··· MATERIAL PROVIDED ···

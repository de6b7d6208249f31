//! Interaction Tracker
//!
//! Detects outbound video clicks and the visitor's return, and turns the dwell
//! time in between into a watch-percentage estimate.
//!
//! ## Lifecycle of a click
//!
//! 1. `track_click` emits a ClickEvent and registers a pending tracker.
//! 2. The first pending tracker installs the shared visibility listener.
//! 3. On `Visible`, every pending tracker is resolved at once:
//!    - dwell < min: accidental tab switch, discarded silently
//!    - dwell > max: expired, no event
//!    - otherwise: a ReturnEvent with the estimated watch percentage
//! 4. When nothing is pending the listener is removed.
//!
//! No identifier survives the trip to the external site, so one return
//! resolves every eligible pending click. This is best-effort attribution.
//!
//! The tracker is single-threaded (`&mut self`) and its public methods never
//! fail or block: events are handed to an [`EventEmitter`] with `try_send`.
//!
//! ## Expiry contract
//!
//! The tracker owns no timer. Stale trackers are dropped whenever the host
//! calls `track_click`, `handle_visibility` or `poll_expiry`. A visitor who
//! never comes back leaves the listener installed until one of those runs,
//! so hosts should arm a timer for the instant `poll_expiry` returns and call
//! it again when the timer fires.

pub mod emitter;
pub mod estimator;
pub mod fallback;
pub mod host;
pub mod transport;

pub use emitter::{EventEmitter, Submitter};
pub use estimator::{estimate_watch_percentage, UserHistory};
pub use fallback::{FallbackQueue, RetryOutcome, SharedFallback};
pub use host::{
    DurationCatalog, RecordingHost, SessionInfo, StaticCatalog, VideoRef, Visibility,
    VisibilityHost,
};
pub use transport::{
    transport_for, EventTransport, HttpTransport, InProcessTransport, TransportError,
};

use chrono::{DateTime, Utc};
use std::collections::HashMap;
use std::sync::Arc;
use tracing::{debug, info};
use uuid::Uuid;

use crate::clock::Clock;
use crate::config::{CorrectionTable, TrackerConfig};
use crate::types::{ClickEvent, EventRecord, Fraction, NominalDuration, Platform, ReturnEvent};

/// A click waiting for the visitor to come back
#[derive(Debug, Clone)]
struct PendingClick {
    click_id: String,
    video_id: String,
    platform: Platform,
    nominal: NominalDuration,
    start_time: DateTime<Utc>,
}

/// What one visibility return did to the pending set
#[derive(Debug, Clone, Default)]
pub struct ResolveSummary {
    pub emitted: Vec<ReturnEvent>,
    pub discarded: usize,
    pub expired: usize,
}

/// Client-side click/return state machine
pub struct Tracker<H: VisibilityHost> {
    config: TrackerConfig,
    corrections: CorrectionTable,
    clock: Arc<dyn Clock>,
    emitter: EventEmitter,
    catalog: Option<Arc<dyn DurationCatalog>>,
    host: H,
    session: SessionInfo,
    history: UserHistory,
    pending: HashMap<String, PendingClick>,
    listener_installed: bool,
}

impl<H: VisibilityHost> Tracker<H> {
    pub fn new(
        host: H,
        emitter: EventEmitter,
        clock: Arc<dyn Clock>,
        config: TrackerConfig,
        corrections: CorrectionTable,
    ) -> Self {
        let history = UserHistory::new(config.user_history_capacity);
        Self {
            config,
            corrections,
            clock,
            emitter,
            catalog: None,
            host,
            session: SessionInfo::anonymous(),
            history,
            pending: HashMap::new(),
            listener_installed: false,
        }
    }

    pub fn with_catalog(mut self, catalog: Arc<dyn DurationCatalog>) -> Self {
        self.catalog = Some(catalog);
        self
    }

    pub fn with_session(mut self, session: SessionInfo) -> Self {
        self.session = session;
        self
    }

    /// Seed the visitor's prior completion rates.
    pub fn seed_history<I: IntoIterator<Item = Fraction>>(&mut self, rates: I) {
        self.history.seed(rates);
    }

    pub fn host(&self) -> &H {
        &self.host
    }

    pub fn pending_count(&self) -> usize {
        self.pending.len()
    }

    pub fn listener_installed(&self) -> bool {
        self.listener_installed
    }

    pub fn history(&self) -> &UserHistory {
        &self.history
    }

    /// Current user factor applied to new estimates
    pub fn user_factor(&self) -> f64 {
        self.history
            .factor(self.config.user_factor_min, self.config.user_factor_max)
    }

    /// Record an outbound click and start its dwell timer.
    pub fn track_click(&mut self, video: VideoRef, platform_hint: Option<Platform>) -> String {
        self.expire_stale();

        let platform = platform_hint
            .or(video.platform)
            .or_else(|| video.url.as_deref().map(Platform::detect))
            .unwrap_or_default();

        let catalog_duration = self
            .catalog
            .as_ref()
            .and_then(|c| c.duration_of(&video.id))
            .or(video.duration);
        let nominal = NominalDuration::resolve(catalog_duration, platform);

        let click_id = Uuid::new_v4().to_string();
        let now = self.clock.now();

        self.emitter.emit(EventRecord::Click(ClickEvent {
            id: click_id.clone(),
            video_id: video.id.clone(),
            video_title: video.title,
            platform,
            click_time: now,
            session_id: self.session.session_id.clone(),
            user_id: self.session.user_id.clone(),
            referrer: self.session.referrer.clone(),
            user_agent: self.session.user_agent.clone(),
        }));

        debug!(
            click_id = %click_id,
            video_id = %video.id,
            %platform,
            nominal_ms = nominal.as_millis_f64(),
            "Outbound click tracked"
        );

        self.pending.insert(
            click_id.clone(),
            PendingClick {
                click_id: click_id.clone(),
                video_id: video.id,
                platform,
                nominal,
                start_time: now,
            },
        );
        self.sync_listener();

        click_id
    }

    /// Handle a host visibility change.
    pub fn handle_visibility(&mut self, visibility: Visibility) -> ResolveSummary {
        let mut summary = ResolveSummary {
            expired: self.expire_stale(),
            ..Default::default()
        };
        if visibility == Visibility::Hidden {
            return summary;
        }

        let now = self.clock.now();
        let mut resolving: Vec<PendingClick> = self.pending.drain().map(|(_, p)| p).collect();
        resolving.sort_by(|a, b| a.start_time.cmp(&b.start_time).then_with(|| a.click_id.cmp(&b.click_id)));

        for pending in resolving {
            let dwell_ms = dwell_ms(pending.start_time, now);

            if dwell_ms > self.config.max_dwell_ms {
                summary.expired += 1;
                debug!(click_id = %pending.click_id, dwell_ms, "Tracker expired on return");
            } else if dwell_ms < self.config.min_dwell_ms {
                summary.discarded += 1;
                debug!(click_id = %pending.click_id, dwell_ms, "Dwell below minimum, discarded");
            } else {
                let ret = self.build_return(&pending, dwell_ms, now);
                self.history.record(ret.estimated_watch_percentage);
                self.emitter.emit(EventRecord::Return(ret.clone()));
                summary.emitted.push(ret);
            }
        }

        self.sync_listener();

        if !summary.emitted.is_empty() {
            info!(
                emitted = summary.emitted.len(),
                discarded = summary.discarded,
                expired = summary.expired,
                "Visitor returned"
            );
        }
        summary
    }

    /// Drop trackers whose dwell already exceeds the maximum. Returns how many.
    pub fn expire_stale(&mut self) -> usize {
        let now = self.clock.now();
        let max = self.config.max_dwell_ms;
        let before = self.pending.len();
        self.pending.retain(|_, p| dwell_ms(p.start_time, now) <= max);

        let expired = before - self.pending.len();
        if expired > 0 {
            debug!(expired, "Stale trackers expired");
            self.sync_listener();
        }
        expired
    }

    /// Expire stale trackers and return when the host should call again.
    ///
    /// `None` means nothing is pending and the listener is already removed.
    pub fn poll_expiry(&mut self) -> Option<DateTime<Utc>> {
        self.expire_stale();
        self.next_expiry()
    }

    /// Instant the oldest pending tracker will expire, for host timers.
    pub fn next_expiry(&self) -> Option<DateTime<Utc>> {
        let max = chrono::Duration::milliseconds(self.config.max_dwell_ms as i64);
        self.pending.values().map(|p| p.start_time + max).min()
    }

    fn build_return(&self, pending: &PendingClick, dwell_ms: u64, now: DateTime<Utc>) -> ReturnEvent {
        let platform_factor = self
            .corrections
            .factor(pending.platform, pending.nominal.bucket());
        let estimate = estimate_watch_percentage(
            dwell_ms,
            &pending.nominal,
            platform_factor,
            self.user_factor(),
        );

        debug!(
            click_id = %pending.click_id,
            video_id = %pending.video_id,
            dwell_ms,
            platform_factor,
            estimate = estimate.get(),
            "Return estimated"
        );

        ReturnEvent {
            id: Uuid::new_v4().to_string(),
            click_id: pending.click_id.clone(),
            return_time: now,
            time_spent_ms: dwell_ms,
            estimated_watch_percentage: estimate,
            session_id: self.session.session_id.clone(),
            user_id: self.session.user_id.clone(),
        }
    }

    fn sync_listener(&mut self) {
        if !self.pending.is_empty() && !self.listener_installed {
            self.host.install_listener();
            self.listener_installed = true;
        } else if self.pending.is_empty() && self.listener_installed {
            self.host.remove_listener();
            self.listener_installed = false;
        }
    }
}

fn dwell_ms(start: DateTime<Utc>, now: DateTime<Utc>) -> u64 {
    (now - start).num_milliseconds().max(0) as u64
}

···

• PROBLEM TO SOLVE: Find the lines in the entries above where "PendingClick" occurs, and copy each of them.

• TASK RESPONSE:
struct PendingClick {
    pending: HashMap<String, PendingClick>,
            PendingClick {
        let mut resolving: Vec<PendingClick> = self.pending.drain().map(|(_, p)| p).collect();
    fn build_return(&self, pending: &PendingClick, dwell_ms: u64, now: DateTime<Utc>) -> ReturnEvent {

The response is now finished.